[WORK INSTRUCTIONS]: Print the lines that run from the line with "repository b182eec77a401af3" to the line with "detector.feed(bytes, true);", keeping both end lines, exactly as they appear in the entries below, and nothing else.

────────────────────

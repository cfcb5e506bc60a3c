use std::sync::Arc;

use crate::adapters::{AppConfig, FFmpegAdapter, FFprobeAdapter, ToolchainAdapter, YtDlpAdapter};
use crate::app::{
    batch_interactor::BatchInteractor, inspect_interactor::InspectInteractor,
    process_interactor::ProcessInteractor, split_interactor::SplitInteractor,
};
use crate::ports::{AnalyzePort, DownloadPort, EncodePort, ProbePort, ToolPort};

pub trait AppContainer: Send + Sync {
    fn split_interactor(&self) -> Arc<SplitInteractor>;
    fn process_interactor(&self) -> Arc<ProcessInteractor>;
    fn batch_interactor(&self) -> Arc<BatchInteractor>;
    fn inspect_interactor(&self) -> Arc<InspectInteractor>;
    fn tool_port(&self) -> Arc<dyn ToolPort>;
}

pub struct DefaultAppContainer {
    split_interactor: Arc<SplitInteractor>,
    process_interactor: Arc<ProcessInteractor>,
    batch_interactor: Arc<BatchInteractor>,
    inspect_interactor: Arc<InspectInteractor>,
    tool_port: Arc<dyn ToolPort>,
}

impl DefaultAppContainer {
    pub fn new(config: &AppConfig) -> Self {
        let tools = &config.tools;
        let probe_port = Arc::new(FFprobeAdapter::new(tools.ffprobe.clone()));
        let ffmpeg = Arc::new(FFmpegAdapter::new(tools.ffmpeg.clone()));
        let download_port = Arc::new(YtDlpAdapter::new(tools.ytdlp.clone(), &tools.ffmpeg));
        let tool_port = Arc::new(ToolchainAdapter::new(tools.clone()));

        let split_interactor = Arc::new(SplitInteractor::new(
            Arc::clone(&probe_port) as Arc<dyn ProbePort>,
            Arc::clone(&ffmpeg) as Arc<dyn AnalyzePort>,
            Arc::clone(&ffmpeg) as Arc<dyn EncodePort>,
        ));

        let process_interactor = Arc::new(ProcessInteractor::new(
            download_port as Arc<dyn DownloadPort>,
            Arc::clone(&split_interactor),
        ));

        let batch_interactor = Arc::new(BatchInteractor::new(Arc::clone(&process_interactor)));

        let inspect_interactor = Arc::new(InspectInteractor::new(
            Arc::clone(&probe_port) as Arc<dyn ProbePort>,
        ));

        Self {
            split_interactor,
            process_interactor,
            batch_interactor,
            inspect_interactor,
            tool_port,
        }
    }
}

impl AppContainer for DefaultAppContainer {
    fn split_interactor(&self) -> Arc<SplitInteractor> {
        Arc::clone(&self.split_interactor)
    }

    fn process_interactor(&self) -> Arc<ProcessInteractor> {
        Arc::clone(&self.process_interactor)
    }

    fn batch_interactor(&self) -> Arc<BatchInteractor> {
        Arc::clone(&self.batch_interactor)
    }

    fn inspect_interactor(&self) -> Arc<InspectInteractor> {
        Arc::clone(&self.inspect_interactor)
    }

    fn tool_port(&self) -> Arc<dyn ToolPort> {
        Arc::clone(&self.tool_port)
    }
}
//! Pagewatch engine: rendering, extraction, persistence, notification and the run pipeline.
mod browser;
mod decode;
mod extract;
mod fetch;
mod notify;
mod persist;
mod render;
mod snapshot;
mod store;
mod types;
mod watcher;

pub use browser::{BrowserRenderer, BrowserSettings};
pub use decode::{decode_html, DecodeError, DecodedHtml};
pub use extract::{extract, ExtractionStrategy, ResourceOrder};
pub use fetch::{FetchSettings, ReqwestFetcher};
pub use notify::{Notifier, NotifyError, NotifySettings, ServerChanNotifier};
pub use persist::{ensure_dir, AtomicFileWriter, PersistError};
pub use render::{HttpRenderer, RenderSettings, Renderer};
pub use snapshot::{css_urls, Element, QueryError, Snapshot};
pub use store::FileStateStore;
pub use types::{FailureKind, FetchMetadata, FetchOutput, RenderError};
pub use watcher::{Clock, RunReport, WatchError, WatchSettings, Watcher};
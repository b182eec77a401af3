use chardetng::EncodingDetector;
use encoding_rs::Encoding;

#[derive(Debug, Clone, PartialEq, Eq)]
pub struct DecodedHtml {
    pub html: String,
    pub encoding_label: String,
}

#[derive(Debug, thiserror::Error, PartialEq, Eq)]
pub enum DecodeError {
    #[error("failed to decode bytes with {encoding}: {message}")]
    DecodeFailure { encoding: String, message: String },
}

/// How far into the document a `<meta charset>` declaration is looked for.
const META_SCAN_BYTES: usize = 1024;

/// Decode a page body into UTF-8.
///
/// Order: BOM, Content-Type charset, `<meta charset>` in the document head,
/// then chardetng detection.
pub fn decode_html(bytes: &[u8], content_type: Option<&str>) -> Result<DecodedHtml, DecodeError> {
    if let Some((encoding, _)) = Encoding::for_bom(bytes) {
        return decode_with(bytes, encoding);
    }

    let declared = content_type
        .and_then(charset_from_content_type)
        .or_else(|| charset_from_meta(bytes));
    if let Some(enc) = declared.and_then(|label| Encoding::for_label(label.as_bytes())) {
        return decode_with(bytes, enc);
    }

    let mut detector = EncodingDetector::new();
    detector.feed(bytes, true);
    decode_with(bytes, detector.guess(None, true))
}

fn charset_from_content_type(content_type: &str) -> Option<String> {
    content_type.split(';').find_map(|part| {
        let (key, value) = part.split_once('=')?;
        key.trim()
            .eq_ignore_ascii_case("charset")
            .then(|| value.trim_matches([' ', '"', '\''].as_ref()).to_string())
    })
}

fn charset_from_meta(bytes: &[u8]) -> Option<String> {
    let head = &bytes[..bytes.len().min(META_SCAN_BYTES)];
    let head = String::from_utf8_lossy(head).to_ascii_lowercase();
    let start = head.find("charset=")? + "charset=".len();
    let label: String = head[start..]
        .trim_start_matches(['"', '\''])
        .chars()
        .take_while(|c| c.is_ascii_alphanumeric() || matches!(c, '-' | '_' | ':'))
        .collect();
    (!label.is_empty()).then_some(label)
}

fn decode_with(bytes: &[u8], enc: &'static Encoding) -> Result<DecodedHtml, DecodeError> {
    let (text, _, had_errors) = enc.decode(bytes);
    if had_errors {
        return Err(DecodeError::DecodeFailure {
            encoding: enc.name().to_string(),
            message: "malformed byte sequence".into(),
        });
    }
    Ok(DecodedHtml {
        html: text.into_owned(),
        encoding_label: enc.name().to_string(),
    })
}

────────────────────

[TASK OUTPUT]:
repository b182eec77a401af3
use chardetng::EncodingDetector;
use encoding_rs::Encoding;

#[derive(Debug, Clone, PartialEq, Eq)]
pub struct DecodedHtml {
    pub html: String,
    pub encoding_label: String,
}

#[derive(Debug, thiserror::Error, PartialEq, Eq)]
pub enum DecodeError {
    #[error("failed to decode bytes with {encoding}: {message}")]
    DecodeFailure { encoding: String, message: String },
}

/// How far into the document a `<meta charset>` declaration is looked for.
const META_SCAN_BYTES: usize = 1024;

/// Decode a page body into UTF-8.
///
/// Order: BOM, Content-Type charset, `<meta charset>` in the document head,
/// then chardetng detection.
pub fn decode_html(bytes: &[u8], content_type: Option<&str>) -> Result<DecodedHtml, DecodeError> {
    if let Some((encoding, _)) = Encoding::for_bom(bytes) {
        return decode_with(bytes, encoding);
    }

    let declared = content_type
        .and_then(charset_from_content_type)
        .or_else(|| charset_from_meta(bytes));
    if let Some(enc) = declared.and_then(|label| Encoding::for_label(label.as_bytes())) {
        return decode_with(bytes, enc);
    }

    let mut detector = EncodingDetector::new();
    detector.feed(bytes, true);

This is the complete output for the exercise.